Looks like you got a 10962 7HP tractor (1969-1970) with a 910995 24" attachment (1971-1972). The carb looks like a well worn typical original carb one would find on a Tecumseh H70-130067 engine of the era assuming it is the original 7HP on the tractor.

I'd say the carb needs a full blown rebuild or proper replacement.

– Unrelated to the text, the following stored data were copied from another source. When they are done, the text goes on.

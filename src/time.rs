use crate::consts::{NANOS_PER_DAY, NANOS_PER_SECOND, SECONDS_PER_HOUR, SECONDS_PER_MINUTE};
use crate::field::{Field, Unit};
use crate::fmt::{FieldAccess, Formatter, FromAccessor, TemporalKind, formats};
use crate::types::ValueRange;
use crate::Error;
use std::fmt;
use std::str::FromStr;

/// A time of day with nanosecond precision, independent of any calendar.
#[derive(Debug, Clone, Copy, PartialEq, Eq, PartialOrd, Ord, Hash, Default)]
pub struct Time {
    hour:       u8,
    minute:     u8,
    second:     u8,
    nanosecond: u32,
}

impl Time {
    pub const MIDNIGHT: Self = Self {
        hour:       0,
        minute:     0,
        second:     0,
        nanosecond: 0,
    };
    pub const NOON: Self = Self {
        hour:       12,
        minute:     0,
        second:     0,
        nanosecond: 0,
    };
    pub const MIN: Self = Self::MIDNIGHT;
    pub const MAX: Self = Self {
        hour:       23,
        minute:     59,
        second:     59,
        nanosecond: 999_999_999,
    };

    /// Creates a time, validating every field.
    ///
    /// # Errors
    /// Returns `Error::InvalidFieldValue` naming the first invalid field.
    pub fn new(hour: u8, minute: u8, second: u8, nanosecond: u32) -> Result<Self, Error> {
        check(Field::HourOfDay, i64::from(hour))?;
        check(Field::MinuteOfHour, i64::from(minute))?;
        check(Field::SecondOfMinute, i64::from(second))?;
        check(Field::NanoOfSecond, i64::from(nanosecond))?;
        Ok(Self {
            hour,
            minute,
            second,
            nanosecond,
        })
    }

    /// # Errors
    /// Returns `Error::InvalidFieldValue` if `nano_of_day` is not within a day.
    pub fn of_nano_of_day(nano_of_day: i64) -> Result<Self, Error> {
        check(Field::NanoOfDay, nano_of_day)?;
        let seconds = nano_of_day / NANOS_PER_SECOND;
        // bounded by the check above
        Ok(Self {
            hour:       (seconds / SECONDS_PER_HOUR) as u8,
            minute:     (seconds / SECONDS_PER_MINUTE % 60) as u8,
            second:     (seconds % SECONDS_PER_MINUTE) as u8,
            nanosecond: (nano_of_day % NANOS_PER_SECOND) as u32,
        })
    }

    /// # Errors
    /// Returns `Error::InvalidFieldValue` if `second_of_day` is not within a day.
    pub fn of_second_of_day(second_of_day: i64) -> Result<Self, Error> {
        check(Field::SecondOfDay, second_of_day)?;
        Self::of_nano_of_day(second_of_day * NANOS_PER_SECOND)
    }

    pub const fn hour(&self) -> u8 {
        self.hour
    }

    pub const fn minute(&self) -> u8 {
        self.minute
    }

    pub const fn second(&self) -> u8 {
        self.second
    }

    pub const fn nanosecond(&self) -> u32 {
        self.nanosecond
    }

    pub const fn second_of_day(&self) -> i64 {
        self.hour as i64 * SECONDS_PER_HOUR + self.minute as i64 * SECONDS_PER_MINUTE + self.second as i64
    }

    pub const fn nano_of_day(&self) -> i64 {
        self.second_of_day() * NANOS_PER_SECOND + self.nanosecond as i64
    }

    /// # Errors
    /// Returns `Error::UnsupportedField` for a non-time field.
    pub fn get(&self, field: Field) -> Result<i64, Error> {
        match field {
            Field::HourOfDay => Ok(i64::from(self.hour)),
            Field::MinuteOfHour => Ok(i64::from(self.minute)),
            Field::SecondOfMinute => Ok(i64::from(self.second)),
            Field::NanoOfSecond => Ok(i64::from(self.nanosecond)),
            Field::SecondOfDay => Ok(self.second_of_day()),
            Field::NanoOfDay => Ok(self.nano_of_day()),
            _ => Err(Error::UnsupportedField(field)),
        }
    }

    /// # Errors
    /// Returns `Error::UnsupportedField` for a non-time field and
    /// `Error::InvalidFieldValue` for an out-of-range value.
    pub fn with(&self, field: Field, value: i64) -> Result<Self, Error> {
        if !field.is_time_based() {
            return Err(Error::UnsupportedField(field));
        }
        check(field, value)?;
        // every branch is range-checked above
        match field {
            Field::HourOfDay => Ok(Self { hour: value as u8, ..*self }),
            Field::MinuteOfHour => Ok(Self { minute: value as u8, ..*self }),
            Field::SecondOfMinute => Ok(Self { second: value as u8, ..*self }),
            Field::NanoOfSecond => Ok(Self { nanosecond: value as u32, ..*self }),
            Field::SecondOfDay => Ok(Self {
                nanosecond: self.nanosecond,
                ..Self::of_second_of_day(value)?
            }),
            _ => Self::of_nano_of_day(value),
        }
    }

    /// # Errors
    /// Returns `Error::InvalidFieldValue` for an hour outside `0..=23`.
    pub fn with_hour(&self, hour: u8) -> Result<Self, Error> {
        self.with(Field::HourOfDay, i64::from(hour))
    }

    /// # Errors
    /// Returns `Error::InvalidFieldValue` for a minute outside `0..=59`.
    pub fn with_minute(&self, minute: u8) -> Result<Self, Error> {
        self.with(Field::MinuteOfHour, i64::from(minute))
    }

    /// # Errors
    /// Returns `Error::InvalidFieldValue` for a second outside `0..=59`.
    pub fn with_second(&self, second: u8) -> Result<Self, Error> {
        self.with(Field::SecondOfMinute, i64::from(second))
    }

    /// # Errors
    /// Returns `Error::InvalidFieldValue` for a value of a second or more.
    pub fn with_nanosecond(&self, nanosecond: u32) -> Result<Self, Error> {
        self.with(Field::NanoOfSecond, i64::from(nanosecond))
    }

    /// Zeroes every field finer than `unit`.
    ///
    /// # Errors
    /// Returns `Error::UnsupportedUnit` for units longer than a day.
    pub fn truncated_to(&self, unit: Unit) -> Result<Self, Error> {
        let unit_nanos = unit.nanos().ok_or(Error::UnsupportedUnit(unit))?;
        let nod = self.nano_of_day();
        Self::of_nano_of_day(nod - nod % unit_nanos)
    }

    /// Adds nanoseconds, returning the wrapped time and the whole days
    /// carried (negative when wrapping backwards).
    pub(crate) fn overflowing_add_nanos(&self, nanos: i128) -> (Self, i128) {
        let total = i128::from(self.nano_of_day()) + nanos;
        let per_day = i128::from(NANOS_PER_DAY);
        let time = Self::from_nano_of_day_unchecked(total.rem_euclid(per_day) as i64);
        (time, total.div_euclid(per_day))
    }

    fn from_nano_of_day_unchecked(nano_of_day: i64) -> Self {
        Self::of_nano_of_day(nano_of_day.rem_euclid(NANOS_PER_DAY)).unwrap_or(Self::MIDNIGHT)
    }

    /// Formats with `formats::LOCAL_TIME`: `HH:mm:ss[.fraction]`.
    pub fn format(&self) -> String {
        self.to_string()
    }

    /// # Errors
    /// Returns an error if the formatter needs a field a time lacks.
    pub fn format_with(&self, formatter: &Formatter) -> Result<String, Error> {
        formatter.format(self)
    }

    /// Parses `HH:mm[:ss[.fraction]]`.
    ///
    /// # Errors
    /// Returns `Error::ParseFailure` or `Error::InvalidFieldValue`.
    pub fn parse(text: &str) -> Result<Self, Error> {
        Self::parse_with(text, &formats::LOCAL_TIME)
    }

    /// # Errors
    /// Returns the formatter's parse error, or an error if the text holds no
    /// time.
    pub fn parse_with(text: &str, formatter: &Formatter) -> Result<Self, Error> {
        formatter.parse_into(text)
    }
}

fn check(field: Field, value: i64) -> Result<i64, Error> {
    field
        .fixed_range()
        .unwrap_or(ValueRange::of(0, 0))
        .check(field, value)
}

impl FieldAccess for Time {
    fn kind(&self) -> TemporalKind {
        TemporalKind::Time
    }

    fn field(&self, field: Field) -> Option<i64> {
        self.get(field).ok()
    }
}

impl FromAccessor for Time {
    fn from_accessor(accessor: &dyn FieldAccess) -> Result<Self, Error> {
        let nano_of_day = accessor
            .field(Field::NanoOfDay)
            .ok_or_else(|| Error::UnsupportedTemporalType(format!("unable to obtain a time from {}", accessor.kind())))?;
        Self::of_nano_of_day(nano_of_day)
    }
}

impl fmt::Display for Time {
    fn fmt(&self, f: &mut fmt::Formatter<'_>) -> fmt::Result {
        formats::LOCAL_TIME.display(self, f)
    }
}

impl FromStr for Time {
    type Err = Error;

    fn from_str(s: &str) -> Result<Self, Self::Err> {
        Self::parse(s)
    }
}

impl From<Time> for jiff::civil::Time {
    fn from(time: Time) -> Self {
        // every component is in jiff's range
        Self::constant(
            time.hour as i8,
            time.minute as i8,
            time.second as i8,
            time.nanosecond as i32,
        )
    }
}

impl From<jiff::civil::Time> for Time {
    fn from(time: jiff::civil::Time) -> Self {
        // jiff guarantees the same ranges
        Self {
            hour:       time.hour() as u8,
            minute:     time.minute() as u8,
            second:     time.second() as u8,
            nanosecond: time.subsec_nanosecond() as u32,
        }
    }
}

#[cfg(test)]
mod tests {
    use super::*;

    #[test]
    fn test_new_validates() {
        assert!(Time::new(23, 59, 59, 999_999_999).is_ok());
        assert!(matches!(
            Time::new(24, 0, 0, 0),
            Err(Error::InvalidFieldValue { field: Field::HourOfDay, value: 24, .. })
        ));
        assert!(matches!(
            Time::new(0, 60, 0, 0),
            Err(Error::InvalidFieldValue { field: Field::MinuteOfHour, .. })
        ));
        assert!(Time::new(0, 0, 0, 1_000_000_000).is_err());
    }

    #[test]
    fn test_nano_of_day_round_trip() {
        let t = Time::new(12, 43, 18, 5).unwrap();
        assert_eq!(t.second_of_day(), 45_798);
        assert_eq!(Time::of_nano_of_day(t.nano_of_day()).unwrap(), t);
        assert!(Time::of_nano_of_day(NANOS_PER_DAY).is_err());
        assert_eq!(Time::of_second_of_day(3_661).unwrap(), Time::new(1, 1, 1, 0).unwrap());
    }

    #[test]
    fn test_overflowing_add() {
        let t = Time::new(23, 0, 0, 0).unwrap();
        let (wrapped, days) = t.overflowing_add_nanos(2 * 3_600 * i128::from(NANOS_PER_SECOND));
        assert_eq!(wrapped, Time::new(1, 0, 0, 0).unwrap());
        assert_eq!(days, 1);
        let (wrapped, days) = Time::MIDNIGHT.overflowing_add_nanos(-1);
        assert_eq!(wrapped, Time::MAX);
        assert_eq!(days, -1);
    }

    #[test]
    fn test_truncation() {
        let t = Time::new(12, 43, 18, 123_456_789).unwrap();
        assert_eq!(t.truncated_to(Unit::Seconds).unwrap(), Time::new(12, 43, 18, 0).unwrap());
        assert_eq!(t.truncated_to(Unit::Millis).unwrap(), Time::new(12, 43, 18, 123_000_000).unwrap());
        assert_eq!(t.truncated_to(Unit::Hours).unwrap(), Time::NOON);
        assert_eq!(t.truncated_to(Unit::Days).unwrap(), Time::MIDNIGHT);
        assert!(matches!(t.truncated_to(Unit::Weeks), Err(Error::UnsupportedUnit(Unit::Weeks))));
    }

    #[test]
    fn test_with_fields() {
        let t = Time::new(12, 43, 18, 5).unwrap();
        assert_eq!(t.with_hour(1).unwrap().hour(), 1);
        assert_eq!(t.with(Field::SecondOfDay, 60).unwrap(), Time::new(0, 1, 0, 5).unwrap());
        assert!(t.with(Field::DayOfMonth, 1).is_err());
        assert!(t.with_minute(61).is_err());
    }

    #[test]
    fn test_display_and_parse() {
        assert_eq!(Time::new(12, 43, 18, 0).unwrap().to_string(), "12:43:18");
        assert_eq!(Time::new(7, 5, 0, 500_000_000).unwrap().to_string(), "07:05:00.5");
        assert_eq!("12:43".parse::<Time>().unwrap(), Time::new(12, 43, 0, 0).unwrap());
        assert_eq!(
            "12:43:18.000000001".parse::<Time>().unwrap(),
            Time::new(12, 43, 18, 1).unwrap()
        );
        assert!("24:00".parse::<Time>().is_err());
        assert!("12:3".parse::<Time>().is_err());
    }

    #[test]
    fn test_jiff_conversion() {
        let t = Time::new(12, 43, 18, 7).unwrap();
        let civil = jiff::civil::Time::from(t);
        assert_eq!(civil.hour(), 12);
        assert_eq!(Time::from(civil), t);
    }
}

Here's a good image of a 10962 engine like yours probably is, with it's heater box with primer button etc.


----------



## capmmm (Jan 20, 2019)

These were the only numbers that I could find. Looking at new carbs off of Amazon and want to make sure it is the right size. Thank you all for your help


----------



## cranman (Jan 23, 2016)

Any of the 7 hp carbs on e-bay will work, get one with the adjustable jets if possible, and you can change out the choke lever to yours if they are different.


----------



## SimplicitySolid22 (Nov 18, 2018)

Capmmm you gave us the Ariens body numbers so that is great but the Tecumseh engine numbers are where tlshawks showed you in the photo above (post #7 of 9) or where Big Red said on top of engine. So if you take you finger and put it in the middle of the starter recoil on front of engine and slowly go up the side of the engine keeping finger dead center in middle of engine shroud go over the side of shroud on to top of engine go in three inches in middle of that shroud there should be marks on the top area of that engine shroud cover almost near the spark plug but if your finger has gone of cover(recoil is part of cover). If not there it will be on lower left side of motor on sticker if you are standing at cockpit position. 



I am not being condescending I just remember when I first joined I needed layman's terms.....haha. Hope this makes sense...


----------